Leo in scena al Teatro Argentina

Leo al Teatro Argentina

Di Leonardo da Vinci conosciamo molto. Tutte le sue invenzioni, i suoi quadri, le armi, gli studi sul volo, sull’anatomia, gli indovinelli, la filosofia. Conosciamo i suoi protettori, i suoi spostamenti, le sue domande. Apprezziamo la sua incidenza nel mondo attuale. Quello che non sappiamo è: che bambino era, quali erano i suoi giochi, quali i suoi amici, cosa lo catturava?

E se dietro al più straordinario genio della storia dell’umanità non ci fosse che il più comune dei desideri?

Lo scopriamo partendo dal Castello di Clos-Lucé ad Amboise, dove un servitore di Leonardo da Vinci accoglie Lisa e Maso, chiamati dal re di Francia in qualità di amici d’infanzia del genio per risolvere un problema.

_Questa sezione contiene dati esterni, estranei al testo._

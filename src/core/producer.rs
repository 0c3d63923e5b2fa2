//! Event producers feeding the program's channel.
//!
//! Three threads run for the lifetime of a program:
//!
//! - the **input reader** waits for bytes on the input descriptor, decodes
//!   each chunk and sends the resulting events;
//! - the **resize watcher** waits for `SIGWINCH` and sends the new size;
//! - the **interrupt watcher** turns `SIGINT`/`SIGTERM`/`SIGHUP` into a
//!   message so the program can restore the terminal before exiting.
//!
//! Both wait with `poll` on their source *and* the shutdown pipe, so firing
//! the [`ShutdownTrigger`] wakes them no matter where they are blocked. A
//! producer stuck in `send` on a full channel is released when the consumer
//! drops the receiver.

use std::fs::File;
use std::io::{self, Read};
use std::os::fd::{AsFd, AsRawFd, BorrowedFd, OwnedFd};
use std::sync::atomic::{AtomicI32, Ordering};
use std::sync::mpsc::SyncSender;
use std::sync::Arc;
use std::thread::{self, JoinHandle};

use tracing::{debug, info, warn};

use super::event::Event;
use super::input::InputDecoder;
use super::sys::{self, Wake};
use super::terminal::SizeFn;
use crate::error::Error;

/// Size of a single input read.
const READ_CHUNK: usize = 1024;

/// What producers put on the channel.
#[derive(Debug)]
pub enum Message {
    Event(Event),
    /// The input reader stopped because its stream failed or closed.
    InputFailed(io::Error),
    /// A terminating signal arrived.
    Interrupted(libc::c_int),
}

/// Closes the shutdown pipe; consumed by [`ShutdownTrigger::fire`] so it can
/// only happen once. Dropping the trigger fires it as well.
pub struct ShutdownTrigger {
    write_end: OwnedFd,
}

impl ShutdownTrigger {
    pub fn fire(self) {
        debug!("Shutdown fired (fd {})", self.write_end.as_raw_fd());
        drop(self.write_end);
    }
}

/// Read end of the shutdown pipe, readable (hung up) once the trigger fired.
#[derive(Clone)]
pub struct ShutdownSignal {
    read_end: Arc<OwnedFd>,
}

impl AsFd for ShutdownSignal {
    fn as_fd(&self) -> BorrowedFd<'_> {
        self.read_end.as_fd()
    }
}

/// Create the shared teardown signal.
pub fn shutdown_channel() -> io::Result<(ShutdownTrigger, ShutdownSignal)> {
    let (read_end, write_end) = sys::pipe()?;
    Ok((
        ShutdownTrigger { write_end },
        ShutdownSignal { read_end: Arc::new(read_end) },
    ))
}

/// Start the input reader thread.
///
/// The reader ends by sending [`Message::InputFailed`] when `input` reports
/// an error or end of file, or silently when shutdown fires or the receiver
/// is gone.
pub fn spawn_input_reader<R>(
    mut input: R,
    tx: SyncSender<Message>,
    shutdown: ShutdownSignal,
) -> io::Result<JoinHandle<()>>
where
    R: Read + AsFd + Send + 'static,
{
    thread::Builder::new()
        .name("hiho-input".to_string())
        .spawn(move || {
            let mut decoder = InputDecoder::new();
            let mut buffer = [0u8; READ_CHUNK];

            loop {
                match sys::wait_readable(input.as_fd(), shutdown.as_fd()) {
                    Ok(Wake::Source) => {}
                    Ok(Wake::Shutdown) => break,
                    Err(e) => {
                        let _ = tx.send(Message::InputFailed(e));
                        break;
                    }
                }

                let n = match input.read(&mut buffer) {
                    Ok(0) => {
                        let eof = io::Error::new(io::ErrorKind::UnexpectedEof, "input stream closed");
                        let _ = tx.send(Message::InputFailed(eof));
                        break;
                    }
                    Ok(n) => n,
                    Err(e) if e.kind() == io::ErrorKind::Interrupted => continue,
                    Err(e) => {
                        let _ = tx.send(Message::InputFailed(e));
                        break;
                    }
                };

                for event in decoder.decode(&buffer[..n]) {
                    if tx.send(Message::Event(event)).is_err() {
                        debug!("Input reader: receiver gone");
                        return;
                    }
                }
            }
            debug!("Input reader stopped");
        })
}

/// Write end of the active `SIGWINCH` pipe, or -1.
static WINCH_PIPE: AtomicI32 = AtomicI32::new(-1);

/// Write end of the active interrupt pipe, or -1.
static INTERRUPT_PIPE: AtomicI32 = AtomicI32::new(-1);

/// Signals that end a program. Raw mode turns off the keyboard-generated
/// ones, so these only arrive from outside (`kill`, a closed terminal).
const INTERRUPT_SIGNALS: [libc::c_int; 3] = [libc::SIGINT, libc::SIGTERM, libc::SIGHUP];

fn forward(slot: &AtomicI32, signal: libc::c_int) {
    let fd = slot.load(Ordering::Relaxed);
    if fd >= 0 {
        let byte = signal as u8;
        // SAFETY: write(2) is async-signal-safe; the pipe is non-blocking so
        // a full pipe just drops the wake-up.
        unsafe {
            libc::write(fd, &byte as *const u8 as *const libc::c_void, 1);
        }
    }
}

extern "C" fn on_winch(signal: libc::c_int) {
    forward(&WINCH_PIPE, signal);
}

extern "C" fn on_interrupt(signal: libc::c_int) {
    forward(&INTERRUPT_PIPE, signal);
}

/// Signal handlers forwarding each delivered signal number into a pipe.
///
/// One pipe per slot can be installed at a time; dropping it restores the
/// previous handlers.
struct SignalPipe {
    read_end: File,
    _write_end: OwnedFd,
    slot: &'static AtomicI32,
    previous: Vec<(libc::c_int, libc::sigaction)>,
}

impl SignalPipe {
    fn install(
        slot: &'static AtomicI32,
        handler: extern "C" fn(libc::c_int),
        signals: &[libc::c_int],
    ) -> Result<Self, Error> {
        let (read_end, write_end) = sys::pipe().map_err(Error::SignalWatch)?;
        sys::set_nonblocking(write_end.as_raw_fd()).map_err(Error::SignalWatch)?;

        if slot
            .compare_exchange(-1, write_end.as_raw_fd(), Ordering::SeqCst, Ordering::SeqCst)
            .is_err()
        {
            return Err(Error::SignalWatch(io::Error::new(
                io::ErrorKind::AddrInUse,
                "signal watcher already installed",
            )));
        }

        let mut pipe = Self {
            read_end: File::from(read_end),
            _write_end: write_end,
            slot,
            previous: Vec::with_capacity(signals.len()),
        };
        for &signal in signals {
            // SAFETY: sigaction structs are plain data; the handler only
            // touches an atomic and write(2). On failure, dropping `pipe`
            // restores whatever was already replaced.
            let previous = unsafe {
                let mut action: libc::sigaction = std::mem::zeroed();
                action.sa_sigaction = handler as libc::sighandler_t;
                action.sa_flags = libc::SA_RESTART;
                libc::sigemptyset(&mut action.sa_mask);

                let mut previous: libc::sigaction = std::mem::zeroed();
                if libc::sigaction(signal, &action, &mut previous) != 0 {
                    return Err(Error::SignalWatch(io::Error::last_os_error()));
                }
                previous
            };
            pipe.previous.push((signal, previous));
        }
        Ok(pipe)
    }

    /// Consume pending wake-ups and return the first signal among them.
    /// Several signals collapse into one.
    fn drain(&mut self) -> io::Result<Option<libc::c_int>> {
        let mut buffer = [0u8; 64];
        match self.read_end.read(&mut buffer) {
            Ok(0) => Ok(None),
            Ok(_) => Ok(Some(libc::c_int::from(buffer[0]))),
            Err(e) if e.kind() == io::ErrorKind::Interrupted => Ok(None),
            Err(e) => Err(e),
        }
    }
}

impl Drop for SignalPipe {
    fn drop(&mut self) {
        for (signal, previous) in self.previous.iter().rev() {
            // SAFETY: restoring the action saved at install time.
            unsafe {
                libc::sigaction(*signal, previous, std::ptr::null_mut());
            }
        }
        self.slot.store(-1, Ordering::SeqCst);
    }
}

/// Run `on_signal` for every signal arriving on `pipe` until shutdown fires
/// or `on_signal` returns false.
fn spawn_signal_watcher<F>(
    name: &str,
    mut pipe: SignalPipe,
    shutdown: ShutdownSignal,
    mut on_signal: F,
) -> Option<JoinHandle<()>>
where
    F: FnMut(libc::c_int) -> bool + Send + 'static,
{
    let spawned = thread::Builder::new().name(name.to_string()).spawn(move || {
        loop {
            match sys::wait_readable(pipe.read_end.as_fd(), shutdown.as_fd()) {
                Ok(Wake::Source) => {}
                Ok(Wake::Shutdown) => break,
                Err(e) => {
                    warn!("Signal watcher stopped: {}", e);
                    break;
                }
            }
            match pipe.drain() {
                Ok(Some(signal)) => {
                    if !on_signal(signal) {
                        break;
                    }
                }
                Ok(None) => {}
                Err(e) => {
                    warn!("Signal watcher stopped: {}", e);
                    break;
                }
            }
        }
        debug!("Signal watcher stopped");
    });

    match spawned {
        Ok(handle) => {
            info!("{} started", name);
            Some(handle)
        }
        Err(e) => {
            warn!("Failed to start {}: {}", name, e);
            None
        }
    }
}

/// Start the resize watcher thread.
///
/// Returns `None` when the signal handler cannot be installed; the program
/// then simply never sees resize events.
pub fn spawn_resize_watcher(
    size: SizeFn,
    tx: SyncSender<Message>,
    shutdown: ShutdownSignal,
) -> Option<JoinHandle<()>> {
    let pipe = match SignalPipe::install(&WINCH_PIPE, on_winch, &[libc::SIGWINCH]) {
        Ok(pipe) => pipe,
        Err(e) => {
            warn!("Resize events disabled: {}", e);
            return None;
        }
    };

    spawn_signal_watcher("hiho-resize", pipe, shutdown, move |_| match size() {
        Ok((width, height)) => {
            debug!("Resize: {}x{}", width, height);
            tx.send(Message::Event(Event::resize(width, height))).is_ok()
        }
        Err(e) => {
            warn!("Failed to query terminal size: {}", e);
            true
        }
    })
}

/// Start the interrupt watcher thread.
///
/// `SIGINT`, `SIGTERM` and `SIGHUP` become [`Message::Interrupted`] instead
/// of killing the process, so the program unwinds and restores the terminal.
/// Returns `None` when the handlers cannot be installed.
pub fn spawn_interrupt_watcher(
    tx: SyncSender<Message>,
    shutdown: ShutdownSignal,
) -> Option<JoinHandle<()>> {
    let pipe = match SignalPipe::install(&INTERRUPT_PIPE, on_interrupt, &INTERRUPT_SIGNALS) {
        Ok(pipe) => pipe,
        Err(e) => {
            warn!("Interrupt handling disabled: {}", e);
            return None;
        }
    };

    spawn_signal_watcher("hiho-interrupt", pipe, shutdown, move |signal| {
        info!("Received signal {}", signal);
        tx.send(Message::Interrupted(signal)).is_ok()
    })
}

/// Serializes tests that install process-wide signal handlers.
#[cfg(test)]
pub(crate) fn signal_test_lock() -> std::sync::MutexGuard<'static, ()> {
    static LOCK: std::sync::Mutex<()> = std::sync::Mutex::new(());
    LOCK.lock().unwrap_or_else(|poisoned| poisoned.into_inner())
}
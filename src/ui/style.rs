//! Declarative block styling
//!
//! A [`Style`] is an immutable description of how a block of text should
//! look. Builder methods take `self` and return a modified copy, and
//! [`Style::render`] is a pure function of the style and its input.

use std::fmt::Write as _;

use crossterm::style::{Attribute, Color as CtColor, SetAttribute, SetBackgroundColor, SetForegroundColor};

use super::layout::{pad_right, truncate, visible_width};

/// Terminal color
#[derive(Clone, Copy, Debug, PartialEq, Eq)]
pub enum Color {
    /// 256-color palette index
    Indexed(u8),
    /// True color
    Rgb(u8, u8, u8),
}

impl Color {
    pub fn to_crossterm(self) -> CtColor {
        match self {
            Color::Indexed(n) => CtColor::AnsiValue(n),
            Color::Rgb(r, g, b) => CtColor::Rgb { r, g, b },
        }
    }
}

/// Border drawing style
#[derive(Clone, Copy, Debug, PartialEq, Eq, Default)]
pub enum Border {
    #[default]
    Normal,
    Rounded,
    Double,
    Thick,
}

/// Border characters
struct BorderChars {
    top_left: char,
    top_right: char,
    bottom_left: char,
    bottom_right: char,
    horizontal: char,
    vertical: char,
}

impl Border {
    fn chars(self) -> BorderChars {
        let (top_left, top_right, bottom_left, bottom_right, horizontal, vertical) = match self {
            Border::Normal => ('┌', '┐', '└', '┘', '─', '│'),
            Border::Rounded => ('╭', '╮', '╰', '╯', '─', '│'),
            Border::Double => ('╔', '╗', '╚', '╝', '═', '║'),
            Border::Thick => ('┏', '┓', '┗', '┛', '━', '┃'),
        };
        BorderChars {
            top_left,
            top_right,
            bottom_left,
            bottom_right,
            horizontal,
            vertical,
        }
    }
}

/// Space around the content, inside the border.
#[derive(Clone, Copy, Debug, PartialEq, Eq, Default)]
pub struct Padding {
    pub top: usize,
    pub right: usize,
    pub bottom: usize,
    pub left: usize,
}

/// Styling for a block of text.
///
/// `width` and `height` measure the box inside the border, padding
/// included.
#[derive(Clone, Debug, PartialEq, Eq, Default)]
#[must_use]
pub struct Style {
    foreground: Option<Color>,
    background: Option<Color>,
    bold: bool,
    reverse: bool,
    padding: Padding,
    width: Option<usize>,
    height: Option<usize>,
    border: Option<Border>,
    border_foreground: Option<Color>,
}

impl Style {
    pub fn new() -> Self {
        Self::default()
    }

    pub fn foreground(mut self, color: Color) -> Self {
        self.foreground = Some(color);
        self
    }

    pub fn background(mut self, color: Color) -> Self {
        self.background = Some(color);
        self
    }

    pub fn bold(mut self, enabled: bool) -> Self {
        self.bold = enabled;
        self
    }

    pub fn reverse(mut self, enabled: bool) -> Self {
        self.reverse = enabled;
        self
    }

    /// Vertical and horizontal padding.
    pub fn padding(mut self, vertical: usize, horizontal: usize) -> Self {
        self.padding = Padding {
            top: vertical,
            right: horizontal,
            bottom: vertical,
            left: horizontal,
        };
        self
    }

    pub fn padding_sides(mut self, padding: Padding) -> Self {
        self.padding = padding;
        self
    }

    pub fn width(mut self, width: usize) -> Self {
        self.width = Some(width);
        self
    }

    pub fn height(mut self, height: usize) -> Self {
        self.height = Some(height);
        self
    }

    pub fn border(mut self, border: Border) -> Self {
        self.border = Some(border);
        self
    }

    pub fn border_foreground(mut self, color: Color) -> Self {
        self.border_foreground = Some(color);
        self
    }

    /// SGR prefix for the text attributes, empty when there are none.
    fn sgr_prefix(&self) -> String {
        let mut prefix = String::new();
        // Writing to a String cannot fail
        if self.bold {
            let _ = write!(prefix, "{}", SetAttribute(Attribute::Bold));
        }
        if self.reverse {
            let _ = write!(prefix, "{}", SetAttribute(Attribute::Reverse));
        }
        if let Some(fg) = self.foreground {
            let _ = write!(prefix, "{}", SetForegroundColor(fg.to_crossterm()));
        }
        if let Some(bg) = self.background {
            let _ = write!(prefix, "{}", SetBackgroundColor(bg.to_crossterm()));
        }
        prefix
    }

    /// Apply the style to `content`.
    pub fn render(&self, content: &str) -> String {
        let pad = self.padding;
        let lines: Vec<&str> = content.split('\n').collect();

        let text_width = match self.width {
            Some(width) => width.saturating_sub(pad.left + pad.right),
            None => lines.iter().map(|l| visible_width(l)).max().unwrap_or(0),
        };
        let box_width = match self.width {
            Some(width) => width,
            None => text_width + pad.left + pad.right,
        };

        let blank = " ".repeat(box_width);
        let mut rows: Vec<String> = Vec::with_capacity(lines.len() + pad.top + pad.bottom);
        rows.extend(std::iter::repeat(blank.clone()).take(pad.top));
        for line in lines {
            let fitted = if visible_width(line) > text_width {
                truncate(line, text_width)
            } else {
                line.to_string()
            };
            let mut row = " ".repeat(pad.left);
            row.push_str(&pad_right(&fitted, text_width));
            row.extend(std::iter::repeat(' ').take(pad.right));
            // A fixed width narrower than the padding still wins
            if visible_width(&row) > box_width {
                row = truncate(&row, box_width);
            }
            rows.push(row);
        }
        rows.extend(std::iter::repeat(blank.clone()).take(pad.bottom));

        if let Some(height) = self.height {
            rows.resize(height, blank);
        }

        let prefix = self.sgr_prefix();
        if !prefix.is_empty() {
            let reset = SetAttribute(Attribute::Reset).to_string();
            for row in &mut rows {
                *row = format!("{}{}{}", prefix, row, reset);
            }
        }

        match self.border {
            Some(border) => self.draw_border(border, rows, box_width),
            None => rows.join("\n"),
        }
    }

    fn draw_border(&self, border: Border, rows: Vec<String>, inner_width: usize) -> String {
        let chars = border.chars();
        let (start, end) = match self.border_foreground {
            Some(color) => (
                SetForegroundColor(color.to_crossterm()).to_string(),
                SetAttribute(Attribute::Reset).to_string(),
            ),
            None => (String::new(), String::new()),
        };
        let edge = |s: String| format!("{}{}{}", start, s, end);
        let horizontal: String = std::iter::repeat(chars.horizontal).take(inner_width).collect();

        let mut out = Vec::with_capacity(rows.len() + 2);
        out.push(edge(format!("{}{}{}", chars.top_left, horizontal, chars.top_right)));
        for row in rows {
            out.push(format!(
                "{}{}{}",
                edge(chars.vertical.to_string()),
                row,
                edge(chars.vertical.to_string())
            ));
        }
        out.push(edge(format!("{}{}{}", chars.bottom_left, horizontal, chars.bottom_right)));
        out.join("\n")
    }
}

#[cfg(test)]
mod tests {
    use super::*;
    use crate::ui::layout::block_width;

    fn line_widths(block: &str) -> Vec<usize> {
        block.split('\n').map(visible_width).collect()
    }

    #[test]
    fn test_plain_render_pads_to_longest_line() {
        assert_eq!(Style::new().render("ab\nabcd"), "ab  \nabcd");
    }

    #[test]
    fn test_fixed_size_block_is_exact() {
        let contents = [
            "",
            "short",
            "a much longer line than six",
            "1\n2\n3\n4\n5",
            "\x1b[1;38;5;62mstyled\x1b[0m text\n\x1b[7mx\x1b[0m",
        ];
        let paddings = [(0, 0), (0, 1), (1, 2), (2, 5)];
        for width in 0..8 {
            for height in 0..6 {
                for (vertical, horizontal) in paddings {
                    let style = Style::new()
                        .bold(true)
                        .padding(vertical, horizontal)
                        .width(width)
                        .height(height);
                    for content in contents {
                        let out = style.render(content);
                        let case = (width, height, vertical, horizontal, content);
                        if height == 0 {
                            assert_eq!(out, "", "case {:?}", case);
                        } else {
                            assert_eq!(line_widths(&out), vec![width; height], "case {:?}", case);
                        }
                    }
                }
            }
        }
    }

    #[test]
    fn test_height_pads_with_blank_lines() {
        assert_eq!(Style::new().width(3).height(3).render("ab"), "ab \n   \n   ");
    }

    #[test]
    fn test_padding() {
        let out = Style::new().padding(0, 1).render("Tab");
        assert_eq!(out, " Tab ");
        let out = Style::new().padding(1, 0).render("x");
        assert_eq!(out, " \nx\n ");
    }

    #[test]
    fn test_width_includes_padding() {
        let out = Style::new().padding(0, 1).width(5).render("abcdef");
        assert_eq!(out, " abc ");
    }

    #[test]
    fn test_attributes_wrap_each_line() {
        let out = Style::new().bold(true).render("a\nb");
        assert_eq!(out, "\x1b[1ma\x1b[0m\n\x1b[1mb\x1b[0m");

        let out = Style::new().foreground(Color::Indexed(240)).render("hi");
        assert_eq!(out, "\x1b[38;5;240mhi\x1b[0m");

        let out = Style::new().reverse(true).background(Color::Indexed(62)).render("x");
        assert_eq!(out, "\x1b[7m\x1b[48;5;62mx\x1b[0m");
        assert_eq!(visible_width(&out), 1);
    }

    #[test]
    fn test_border_wraps_content() {
        let out = Style::new().border(Border::Normal).render("ab\nc");
        assert_eq!(out, "┌──┐\n│ab│\n│c │\n└──┘");

        let out = Style::new().border(Border::Rounded).width(1).render("x");
        assert_eq!(out, "╭─╮\n│x│\n╰─╯");
    }

    #[test]
    fn test_bordered_fixed_block_dimensions() {
        let out = Style::new()
            .border(Border::Double)
            .width(10)
            .height(4)
            .bold(true)
            .render("Sessions\nhiho-1-1 and more");
        assert_eq!(line_widths(&out), vec![12; 6]);
        assert_eq!(block_width(&out), 12);
    }

    #[test]
    fn test_border_foreground() {
        let out = Style::new()
            .border(Border::Thick)
            .border_foreground(Color::Indexed(62))
            .render("x");
        let lines: Vec<&str> = out.split('\n').collect();
        assert_eq!(lines[0], "\x1b[38;5;62m┏━┓\x1b[0m");
        assert_eq!(lines[1], "\x1b[38;5;62m┃\x1b[0mx\x1b[38;5;62m┃\x1b[0m");
        assert_eq!(line_widths(&out), vec![3, 3, 3]);
    }

    #[test]
    fn test_render_is_idempotent() {
        let style = Style::new()
            .foreground(Color::Rgb(1, 2, 3))
            .padding(1, 2)
            .width(12)
            .border(Border::Normal);
        let first = style.render("same\ninput");
        assert_eq!(first, style.render("same\ninput"));
        assert_eq!(style, style.clone());
    }
}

Infatti Leonardo, che era sul punto di svelare al re un importante segreto, si è chiuso nei suoi pensieri e nelle sue meditazioni: ha prima smesso di parlare e poi si è allettato. Più di un medico non ha saputo dire altro che il genio di Vinci sembra tornato bambino e forse gli amici possono aiutarlo a tornare in sé. Introdotti nella camera studio di Leonardo, dove questi anziano e malato giace, Lisa e Maso vedono l’enorme armadio pieno di cassetti e sportelli che domina l’intera stanza in lungo e in largo e che conserva tutte le invenzioni e i progetti del genio.

I due accortosi che con l’amico c’è poco da fare, che anche quando proferisce qualche rara parola questa è sconnessa e infantile, decidono di cercare il segreto, stando attenti a non farsi sorprendere da quello strano servitore. Ma nessuno di quei cassetti e sportelli si apre e non ci sono chiavistelli: sicuramente una diavoleria del loro vecchio amico sottintende all’apertura di quell’armadio. Leonardo si rigira nel letto e la sagoma del suo corpo lentamente si affloscia fino a scomparire e da sotto il letto ne esce fuori un bambino: Leo, che prima si stiracchia, poi si mette a fare capriole fino a che non è completamente sveglio e vispo. Quando Maso e Lisa lo notano non si accorgono della sua condizione, ma lo vedono come l’uomo anziano che giaceva nel letto, solo un po’ infantile nei modi. Ma quel bambino/vecchio vuole giocare con i suoi amici e nel farlo apre i cassetti, ognuno con una sua combinazione, cosa che induce Maso e Lisa ad assecondarlo: giocando arriveranno a scoprire il segreto.

I tre così si mettono a giocare, rievocando il loro ultimo anno a Vinci.